Il va surtout devoir faire sa révolution numérique. Car c’est le constat mis en avant par le président de Federgy, le numérique « bouleverse absolument tous les métiers et n’épargne personne ». Et cela va vite : « On en est à la 3e révolution du numérique. » On est déjà loin de l’envoi du premier mail en 1971. Désormais ce sont 500 millions de tweets et 300 milliards de mails qui sont envoyés chaque jour. « Dans la coordination des soins, le pharmacien va entrer dans des réseaux sécurisés et tout le monde va être interconnecté, y compris le SAMU ou l’ambulance. Parce que le patient doit avoir un parcours de soins fluide et simple, avec des professionnels de santé en coordination qui partagent les données, leur savoir, pour un accompagnement efficient. »
Enjeu extraordinaire
Pour Christian Grenier, le pharmacien n’a pas d’autre choix, le numérique devient incontournable aussi bien pour le professionnel de santé que pour le commerçant. Car « les GAFAM* mettent la pression » en permettant au consommateur d’avoir accès à leurs produits 24/24h et 7/7j. « Le concurrent de demain n’est autre que l’e-commerce, le pharmacien a donc l’obligation de se mettre au numérique, aussi bien B to B que B to C. » Et il doit en tirer avantage. Car la vente en ligne lui permet non seulement de proposer les produits dont il dispose à l’officine, mais aussi et surtout ceux qu’il n’a pas. « Ça veut dire qu’une petite officine rurale peut proposer à la vente en ligne 300 000 produits et reprendre la conquête du MAD (maintien à domicile). Pour que cela fonctionne, il nous faut une logistique sans faille qui nous apporte la totalité des produits, qu’il s’agisse de médicaments, d’un fauteuil roulant ou d’un lit médicalisé », ajoute Christian Grenier. À ses yeux, la réussite d’Amazon repose sur deux piliers, le numérique et la logistique. Deux piliers que le pharmacien peut s’approprier en plus de ses autres atouts que sont le professionnalisme, la proximité et le maillage. Et là encore, il y a urgence selon Federgy. « En deux ans, Apple, qui n’a rien à voir avec les montres, est devenu le premier fabricant de montres devant la Suisse. Qu’est-ce qui va se passer, selon vous, le jour où ces gens s’attaqueront à la pharmacie ? »

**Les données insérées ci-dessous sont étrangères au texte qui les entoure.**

//! Lookups and checks shared between endpoints.

use std::collections::HashMap;

use mongodb::{
    bson::{doc, Document},
    ClientSession,
};
use rocket::futures::TryStreamExt;

use crate::error::{Error, Result};
use crate::model::{
    api::{
        constituency::{CandidateSpec, ConstituencyDescription},
        election::ElectionDescription,
    },
    common::{ConstituencyId, ElectionId, ElectionState},
    db::{
        citizen::Citizen,
        constituency::Constituency,
        election::Election,
        party::{Party, PartyMember},
    },
    mongodb::{u32_id_filter, Coll, Store},
};

/// Fetch an election, or fail with 404.
pub async fn election_by_id(elections: &Coll<Election>, election_id: ElectionId) -> Result<Election> {
    elections
        .find_one(u32_id_filter(election_id), None)
        .await?
        .ok_or_else(|| Error::not_found(format!("Election {election_id}")))
}

/// Fetch constituencies in the order given, failing with 404 if any is missing.
pub async fn constituencies_by_id(
    constituencies: &Coll<Constituency>,
    ids: &[ConstituencyId],
) -> Result<Vec<Constituency>> {
    let mut found: HashMap<_, _> = constituencies
        .find(doc! { "_id": { "$in": ids.to_vec() } }, None)
        .await?
        .map_ok(|c| (c.id, c))
        .try_collect()
        .await?;
    ids.iter()
        .map(|id| {
            found
                .remove(id)
                .ok_or_else(|| Error::not_found(format!("Constituency {id}")))
        })
        .collect()
}

/// An election along with its constituencies.
pub async fn describe_election(store: &Store, election: Election) -> Result<ElectionDescription> {
    let constituencies = constituencies_by_id(&store.coll(), &election.constituencies).await?;
    Ok(ElectionDescription {
        constituencies: constituencies
            .into_iter()
            .map(ConstituencyDescription::from)
            .collect(),
        election: election.into(),
    })
}

/// Check every candidate is a registered citizen standing for a party they belong to.
pub async fn check_candidates(store: &Store, candidates: &[CandidateSpec]) -> Result<()> {
    let parties = store.coll::<Party>();
    let citizens = store.coll::<Citizen>();
    let members = store.coll::<PartyMember>();
    for candidate in candidates {
        if parties
            .count_documents(u32_id_filter(candidate.party_id), None)
            .await?
            == 0
        {
            return Err(Error::bad_request(format!(
                "Party {} does not exist",
                candidate.party_id
            )));
        }
        if citizens
            .count_documents(u32_id_filter(candidate.citizen_id), None)
            .await?
            == 0
        {
            return Err(Error::bad_request(format!(
                "Citizen {} does not exist",
                candidate.citizen_id
            )));
        }
        let membership = doc! {
            "party_id": candidate.party_id,
            "citizen_id": candidate.citizen_id,
        };
        if members.count_documents(membership, None).await? == 0 {
            return Err(Error::bad_request(format!(
                "Citizen {} is not a member of party {}",
                candidate.citizen_id, candidate.party_id
            )));
        }
    }
    Ok(())
}

/// Fail with 409 if the constituency belongs to an election that has started.
pub async fn ensure_constituency_editable(
    elections: &Coll<Election>,
    constituency_id: ConstituencyId,
) -> Result<()> {
    let count = elections
        .count_documents(started_with(constituency_id), None)
        .await?;
    editable_unless_started(constituency_id, count)
}

/// As [`ensure_constituency_editable`], reading inside the session's transaction.
pub async fn ensure_constituency_editable_in(
    elections: &Coll<Election>,
    constituency_id: ConstituencyId,
    session: &mut ClientSession,
) -> Result<()> {
    let count = elections
        .count_documents_with_session(started_with(constituency_id), None, session)
        .await?;
    editable_unless_started(constituency_id, count)
}

/// Elections past `Created` that include the constituency.
fn started_with(constituency_id: ConstituencyId) -> Document {
    doc! {
        "constituencies": constituency_id,
        "state": { "$ne": ElectionState::Created },
    }
}

fn editable_unless_started(constituency_id: ConstituencyId, started: u64) -> Result<()> {
    if started > 0 {
        return Err(Error::conflict(format!(
            "Constituency {constituency_id} belongs to an election that has started"
        )));
    }
    Ok(())
}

C’est pourquoi, au-delà de l’appel des syndicats de pharmaciens encourageant vivement les confrères à s’emparer des nouvelles missions, Federgy appelle à ce que tout le monde se lance dans cette évolution – de professionnel de santé, de prestations et services, et numérique – pour devenir « l’Amazon de la santé ». Christian Grenier prévient : « Répartiteurs, laboratoires, groupements et pharmaciens, nous devons tous bouger ensemble, sinon le système s’écroule car nous sommes tous liés. C’est un enjeu extraordinaire pour la profession qui ne devrait pas faire 33 milliards d’euros de chiffre d’affaires, mais trois fois ce chiffre ! »
* Google, Apple, Facebook, Amazon et Microsoft.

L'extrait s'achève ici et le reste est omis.